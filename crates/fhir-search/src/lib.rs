//! FHIR wire/boundary support for simulated patient search requests.
//!
//! This crate provides **wire models** and **format/translation helpers** for
//! the JSON-shaped query result produced by the natural-language pipeline:
//! - FHIR search-parameter prefixes and ordered parameter rendering
//! - the `QueryResult` wire model and its strict parse/render facade
//!
//! This crate focuses on:
//! - FHIR semantic alignment (without FHIR JSON/REST transport)
//! - serialisation/deserialisation
//! - translation between domain primitives and the wire structs
//!
//! Requests rendered here are simulated: they are never transmitted, only
//! constructed deterministically from detected filters.

pub mod params;
pub mod request;

// Re-export facades
pub use request::PatientQuery;

// Re-export public wire and parameter types
pub use params::{Prefix, SearchParam};
pub use request::{QueryFilters, QueryResult};

/// Errors returned by the `fhir-search` boundary crate.
#[derive(Debug, thiserror::Error)]
pub enum SearchError {
    #[error("invalid input: {0}")]
    InvalidInput(String),

    #[error("invalid JSON: {0}")]
    InvalidJson(#[from] serde_json::Error),

    #[error("translation error: {0}")]
    Translation(String),
}

/// Type alias for Results that can fail with a [`SearchError`].
pub type SearchResult<T> = Result<T, SearchError>;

▬▬▬▬▬▬

Copy the entries exactly as they appear.

• [Expected output]
filename crates/fhir-search/src/lib.rs
//! FHIR wire/boundary support for simulated patient search requests.
//!
//! This crate provides **wire models** and **format/translation helpers** for
//! the JSON-shaped query result produced by the natural-language pipeline:
//! - FHIR search-parameter prefixes and ordered parameter rendering
//! - the `QueryResult` wire model and its strict parse/render facade
//!
//! This crate focuses on:
//! - FHIR semantic alignment (without FHIR JSON/REST transport)
//! - serialisation/deserialisation
//! - translation between domain primitives and the wire structs
//!
//! Requests rendered here are simulated: they are never transmitted, only
//! constructed deterministically from detected filters.

pub mod params;
pub mod request;

// Re-export facades
pub use request::PatientQuery;

// Re-export public wire and parameter types
pub use params::{Prefix, SearchParam};
pub use request::{QueryFilters, QueryResult};

/// Errors returned by the `fhir-search` boundary crate.
#[derive(Debug, thiserror::Error)]
pub enum SearchError {
    #[error("invalid input: {0}")]
    InvalidInput(String),

    #[error("invalid JSON: {0}")]
    InvalidJson(#[from] serde_json::Error),

    #[error("translation error: {0}")]
    Translation(String),
}

/// Type alias for Results that can fail with a [`SearchError`].
pub type SearchResult<T> = Result<T, SearchError>;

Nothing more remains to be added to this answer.